**DIRECTIONS**
The lines below starting at the line containing "JSON file wins." and ending at the line containing "though a subdirectory" are to be repeated exactly, with both ends kept and nothing else added.

[Data excerpts]
+ + + + + + +

//! Model file resolution.
//!
//! A deployment's configuration model lives in a single YAML or JSON file.
//! This module locates that file deterministically, either among the
//! direct children of a directory or within an explicit list of candidate
//! names, and refuses to guess when the choice is ambiguous.
//!
//! The picking rule partitions candidates by [`FileKind`]:
//!
//! 1. A second file of the same kind is an error naming both files.
//! 2. An unambiguous YAML file wins, even when a JSON file is also
//!    present.
//! 3. Otherwise an unambiguous JSON file wins.
//! 4. No candidates at all is not an error; resolution reports absence.
//!
//! # Examples
//!
//! ```no_run
//! use modelfind::resolver::resolve_from_directory;
//! use std::path::Path;
//!
//! match resolve_from_directory(Path::new("/deploy/models"))? {
//!     Some(model) => println!("{} ({})", model.path().display(), model.kind()),
//!     None => println!("no model file present"),
//! }
//! # Ok::<(), modelfind::Error>(())
//! ```

use std::fs;
use std::path::{Path, PathBuf};

use serde::Serialize;

use crate::error::{Error, Result};
use crate::filename::FileKind;
use crate::path::PathHandle;

/// A resolved model file: the canonical path handle plus its kind.
#[derive(Debug, Clone, PartialEq, Eq, Serialize)]
pub struct ModelFile {
    #[serde(flatten)]
    handle: PathHandle,
    kind: FileKind,
}

impl ModelFile {
    /// Get the canonical path of the model file.
    #[must_use]
    pub fn path(&self) -> &Path {
        self.handle.path()
    }

    /// Get the path handle of the model file.
    #[must_use]
    pub fn handle(&self) -> &PathHandle {
        &self.handle
    }

    /// Get the kind of the model file.
    #[must_use]
    pub fn kind(&self) -> FileKind {
        self.kind
    }

    /// Convert into the underlying canonical `PathBuf`.
    #[must_use]
    pub fn into_path_buf(self) -> PathBuf {
        self.handle.into_path_buf()
    }
}

/// Resolve the model file among the direct children of a directory.
///
/// Children are considered by filename only; classification never opens a
/// file. Subdirectories are not descended into, though a subdirectory
/// whose *name* classifies as a model file counts as a candidate, exactly
/// like a plain directory listing would suggest.
///
/// Returns `Ok(None)` when the directory holds no model file; absence is
/// not an error.
///
/// # Errors
///
/// Returns an error if:
/// - the directory name is empty or blank (`EmptyDirectoryName`)
/// - the directory does not exist (`PathNotFound`)
/// - the path is not a directory (`NotADirectory`)
/// - the OS denies the listing (`DirectoryNotReadable`, wrapping the OS
///   error)
/// - more than one file of the same kind is present
///   (`AmbiguousModelFile`)
pub fn resolve_from_directory(dir: &Path) -> Result<Option<ModelFile>> {
    log::debug!("resolving model file in {}", dir.display());
    if dir.as_os_str().to_string_lossy().trim().is_empty() {
        return Err(Error::EmptyDirectoryName);
    }

    let handle = PathHandle::probe(dir);
    if !handle.exists() {
        return Err(Error::PathNotFound {
            path: handle.into_path_buf(),
        });
    }
    if !handle.is_directory() {
        return Err(Error::NotADirectory {
            path: handle.into_path_buf(),
        });
    }

    let listing = fs::read_dir(handle.path()).map_err(|e| Error::DirectoryNotReadable {
        path: handle.path().to_path_buf(),
        source: e,
    })?;

    let mut candidates = Vec::new();
    for entry in listing {
        let entry = entry.map_err(|e| Error::DirectoryNotReadable {
            path: handle.path().to_path_buf(),
            source: e,
        })?;
        let path = entry.path();
        if FileKind::classify(&path).is_some() {
            candidates.push(path);
        }
    }

    match pick_model_file(candidates, handle.path())? {
        Some((path, kind)) => {
            log::debug!("resolved {kind} model file {}", path.display());
            Ok(Some(ModelFile {
                handle: PathHandle::probe(&path),
                kind,
            }))
        }
        None => {
            log::debug!("no model file found in {}", handle.path().display());
            Ok(None)
        }
    }
}

/// Resolve the model file name from an explicit list of candidate names.
///
/// The names are taken as given, in order; none of them is required to
/// exist on disk and nothing is probed. `context_dir` appears only in
/// error messages.
///
/// Returns `Ok(None)` when no name classifies as a model file.
///
/// # Errors
///
/// Returns `AmbiguousModelFile` if more than one name of the same kind is
/// present.
///
/// # Examples
///
/// ```
/// use modelfind::resolver::resolve_from_names;
///
/// let names = ["domain.json", "domain.yaml", "readme.txt"];
/// let resolved = resolve_from_names(&names, "archive/model").unwrap();
/// assert_eq!(resolved.as_deref(), Some("domain.yaml"));
/// ```
pub fn resolve_from_names<S: AsRef<str>>(
    names: &[S],
    context_dir: &str,
) -> Result<Option<String>> {
    log::debug!("resolving model file name among {} candidates", names.len());
    let candidates: Vec<&str> = names.iter().map(AsRef::as_ref).collect();
    let picked = pick_model_file(candidates, Path::new(context_dir))?;
    Ok(picked.map(|(name, _)| name.to_string()))
}

/// Apply the shared picking rule to a candidate sequence.
///
/// Keeps the first-seen candidate per kind; a second candidate of a kind
/// already held is ambiguous. YAML outranks JSON.
fn pick_model_file<T: AsRef<Path>>(
    candidates: impl IntoIterator<Item = T>,
    context: &Path,
) -> Result<Option<(T, FileKind)>> {
    let mut yaml: Option<T> = None;
    let mut json: Option<T> = None;

    for candidate in candidates {
        let Some(kind) = FileKind::classify(candidate.as_ref()) else {
            continue;
        };
        let slot = match kind {
            FileKind::Yaml => &mut yaml,
            FileKind::Json => &mut json,
        };
        match slot {
            None => *slot = Some(candidate),
            Some(first) => {
                return Err(Error::AmbiguousModelFile {
                    directory: context.to_path_buf(),
                    kind,
                    first: display_name(first.as_ref()),
                    second: display_name(candidate.as_ref()),
                });
            }
        }
    }

    Ok(yaml
        .map(|p| (p, FileKind::Yaml))
        .or_else(|| json.map(|p| (p, FileKind::Json))))
}

/// The filename to report in error messages, falling back to the whole
/// path when there is no final component.
fn display_name(path: &Path) -> String {
    path.file_name()
        .map_or_else(|| path.display().to_string(), |n| n.to_string_lossy().into_owned())
}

+ + + + + + +

**ANSWER SPACE**
//! 3. Otherwise an unambiguous JSON file wins.
//! 4. No candidates at all is not an error; resolution reports absence.
//!
//! # Examples
//!
//! ```no_run
//! use modelfind::resolver::resolve_from_directory;
//! use std::path::Path;
//!
//! match resolve_from_directory(Path::new("/deploy/models"))? {
//!     Some(model) => println!("{} ({})", model.path().display(), model.kind()),
//!     None => println!("no model file present"),
//! }
//! # Ok::<(), modelfind::Error>(())
//! ```

use std::fs;
use std::path::{Path, PathBuf};

use serde::Serialize;

use crate::error::{Error, Result};
use crate::filename::FileKind;
use crate::path::PathHandle;

/// A resolved model file: the canonical path handle plus its kind.
#[derive(Debug, Clone, PartialEq, Eq, Serialize)]
pub struct ModelFile {
    #[serde(flatten)]
    handle: PathHandle,
    kind: FileKind,
}

impl ModelFile {
    /// Get the canonical path of the model file.
    #[must_use]
    pub fn path(&self) -> &Path {
        self.handle.path()
    }

    /// Get the path handle of the model file.
    #[must_use]
    pub fn handle(&self) -> &PathHandle {
        &self.handle
    }

    /// Get the kind of the model file.
    #[must_use]
    pub fn kind(&self) -> FileKind {
        self.kind
    }

    /// Convert into the underlying canonical `PathBuf`.
    #[must_use]
    pub fn into_path_buf(self) -> PathBuf {
        self.handle.into_path_buf()
    }
}

/// Resolve the model file among the direct children of a directory.
///
/// Children are considered by filename only; classification never opens a
/// file. Subdirectories are not descended into, though a subdirectory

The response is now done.